Hi, Andrew:
Thanks for the clarification, then it must be due to something else on samnag-ai-0?.cern.ch, those jobs got held before arriving ARC-CE.
Cheers,Gang
________________________________________
From: Testbed Support for GridPP member institutes [[log in to unmask]] on behalf of Andrew Lahiff [[log in to unmask]]
Sent: Tuesday, July 07, 2015 5:53 PM
To: [log in to unmask]
Subject: Re: Condor held jobs
Hi Gang,
AFAIK the SAM tests just use HTCondor-G to submit jobs to a CE (in our case an ARC CE using gridftp), and hence is unrelated to Close_Pipe errors.
Regards,
Andrew.
________________________________________
From: Testbed Support for GridPP member institutes [[log in to unmask]] on behalf of qing [[log in to unmask]]
Sent: Tuesday, July 07, 2015 4:28 PM
To: [log in to unmask]
Subject: Re: Condor held jobs
Hi, Andrew:
Although site has upgraded to 8.2.7, ATLAS SAM3 test jobs could
still encounter this problem because samnag-ai-0?.cern.ch are running
condor_8.2.3.
http://wlcg-sam-atlas.cern.ch/templates/ember/#/historicalsmry/heatMap?flavours=ARC-CE&group=All%20sites&hostname=arc-ce01.gridpp.rl.ac.uk%2Carc-ce02.gridpp.rl.ac.uk%2Carc-ce03.gridpp.rl.ac.uk%2Carc-ce04.gridpp.rl.ac.uk&profile=ATLAS_CRITICAL&site=RAL-LCG2&time=Last%20Week&view=Test%20History
Just wondering if you have already ticketed the SAM team about this
issue.
Cheers,Gang
On 02/07/2015 11:34, Andrew Lahiff wrote:
> Hi Kashif,
>
> What version of condor are you using?

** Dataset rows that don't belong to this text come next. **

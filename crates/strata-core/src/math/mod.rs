// Copyright 2025 eraflo
//
// Licensed under the Apache License, Version 2.0 (the "License");
// you may not use this file except in compliance with the License.
// You may obtain a copy of the License at
//
//     http://www.apache.org/licenses/LICENSE-2.0
//
// Unless required by applicable law or agreed to in writing, software
// distributed under the License is distributed on an "AS IS" BASIS,
// WITHOUT WARRANTIES OR CONDITIONS OF ANY KIND, either express or implied.
// See the License for the specific language governing permissions and
// limitations under the License.

//! The small amount of linear algebra the clustering core needs.
//!
//! Matrices are column-major and follow the right-handed, `[0, 1]` depth
//! convention used by wgpu. Angles are in **radians** unless a function name
//! says otherwise.

/// Tolerance used by the approximate comparisons and singularity checks.
pub const EPSILON: f32 = 1e-5;

pub use std::f32::consts::{FRAC_PI_2, FRAC_PI_4, PI};

/// The factor to convert degrees to radians (PI / 180.0).
pub const DEG_TO_RAD: f32 = PI / 180.0;

pub mod color;
pub mod matrix;
pub mod vector;

pub use self::color::LinearRgba;
pub use self::matrix::Mat4;
pub use self::vector::{Vec3, Vec4};

/// Converts an angle from degrees to radians.
///
/// ```
/// use strata_core::math::{degrees_to_radians, PI};
/// assert_eq!(degrees_to_radians(180.0), PI);
/// ```
#[inline]
pub fn degrees_to_radians(degrees: f32) -> f32 {
    degrees * DEG_TO_RAD
}

/// Approximate float equality with the module [`EPSILON`].
#[inline]
pub fn approx_eq(a: f32, b: f32) -> bool {
    (a - b).abs() < EPSILON
}
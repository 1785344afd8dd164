// Copyright 2025 eraflo
//
// Licensed under the Apache License, Version 2.0 (the "License");
// you may not use this file except in compliance with the License.
// You may obtain a copy of the License at
//
//     http://www.apache.org/licenses/LICENSE-2.0
//
// Unless required by applicable law or agreed to in writing, software
// distributed under the License is distributed on an "AS IS" BASIS,
// WITHOUT WARRANTIES OR CONDITIONS OF ANY KIND, either express or implied.
// See the License for the specific language governing permissions and
// limitations under the License.

use crate::renderer::api::command::{
    BindGroupId, CommandBufferId, ComputePassDescriptor, ComputePipelineId,
};
use std::any::Any;

/// An active compute pass, used for recording dispatch commands.
///
/// The pass ends when the object is dropped.
pub trait ComputePass<'pass> {
    /// Sets the pipeline used by subsequent dispatches.
    fn set_pipeline(&mut self, pipeline: &ComputePipelineId);

    /// Binds a bind group at `@group(index)`.
    fn set_bind_group(&mut self, index: u32, bind_group: &BindGroupId, offsets: &[u32]);

    /// Dispatches `x * y * z` workgroups.
    fn dispatch_workgroups(&mut self, x: u32, y: u32, z: u32);
}

/// Records a sequence of GPU commands into a [`CommandBufferId`].
///
/// Only one pass can be open at a time since the pass borrows the encoder mutably.
/// Passes recorded one after the other execute in recording order, and storage
/// writes of an earlier pass are visible to later passes.
pub trait CommandEncoder {
    /// Begins a new compute pass.
    fn begin_compute_pass<'encoder>(
        &'encoder mut self,
        descriptor: &ComputePassDescriptor<'encoder>,
    ) -> Box<dyn ComputePass<'encoder> + 'encoder>;

    /// Finalizes the recording.
    ///
    /// Consumes the encoder; the returned id is submitted through the device.
    fn finish(self: Box<Self>) -> CommandBufferId;

    /// Returns a mutable reference to the underlying trait object as `Any`.
    fn as_any_mut(&mut self) -> &mut dyn Any;
}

This problem should now be fixed (at least it is for us with 8.2.7).
>
> Regards,
> Andrew.
>
> ________________________________
> From: Testbed Support for GridPP member institutes [[log in to unmask]] on behalf of Kashif Mohammad [[log in to unmask]]

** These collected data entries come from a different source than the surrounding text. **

// Copyright 2025 eraflo
//
// Licensed under the Apache License, Version 2.0 (the "License");
// you may not use this file except in compliance with the License.
// You may obtain a copy of the License at
//
//     http://www.apache.org/licenses/LICENSE-2.0
//
// Unless required by applicable law or agreed to in writing, software
// distributed under the License is distributed on an "AS IS" BASIS,
// WITHOUT WARRANTIES OR CONDITIONS OF ANY KIND, either express or implied.
// See the License for the specific language governing permissions and
// limitations under the License.

//! Backend-agnostic rendering API.
//!
//! Organized into several logical sub-modules:
//!
//! - **[`core`]**: Adapter information and shader modules.
//! - **[`resource`]**: GPU buffer handles, descriptors and views.
//! - **[`command`]**: Command recording, bind groups, compute pipelines and passes.
//! - **[`pipeline`]**: Pipeline layouts.
//! - **[`util`]**: Flags and small enums shared by the rest.

pub mod command;
pub mod core;
pub mod pipeline;
pub mod resource;
pub mod util;

pub use self::command::*;
pub use self::core::*;
pub use self::pipeline::*;
pub use self::resource::*;
pub use self::util::*;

> Sent: Thursday, July 02, 2015 11:22 AM
> To: [log in to unmask]
> Subject: Condor held jobs
>
>
> Hi
>
> I am investigating an issue with Condor held jobs. Some of the jobs stay in Held state for long time. The jobs are failing with Close_Pipe error and tracing back to the worker node, it shows this error
>
> ERROR "Close_Pipe error" at line 2089 in file /slots/02/dir_35085/userdir/src/condor_daemon_core.V6/daemon_core.cpp
>
> Andrew Lahiff mentioned same problem on HTCondor-users list but it seems that it didn’t reach on any conclusion.
>
> Andrew, did you manage to fix this issue? Any one else has seen this?
>
> Thanks
>
> Kashif
|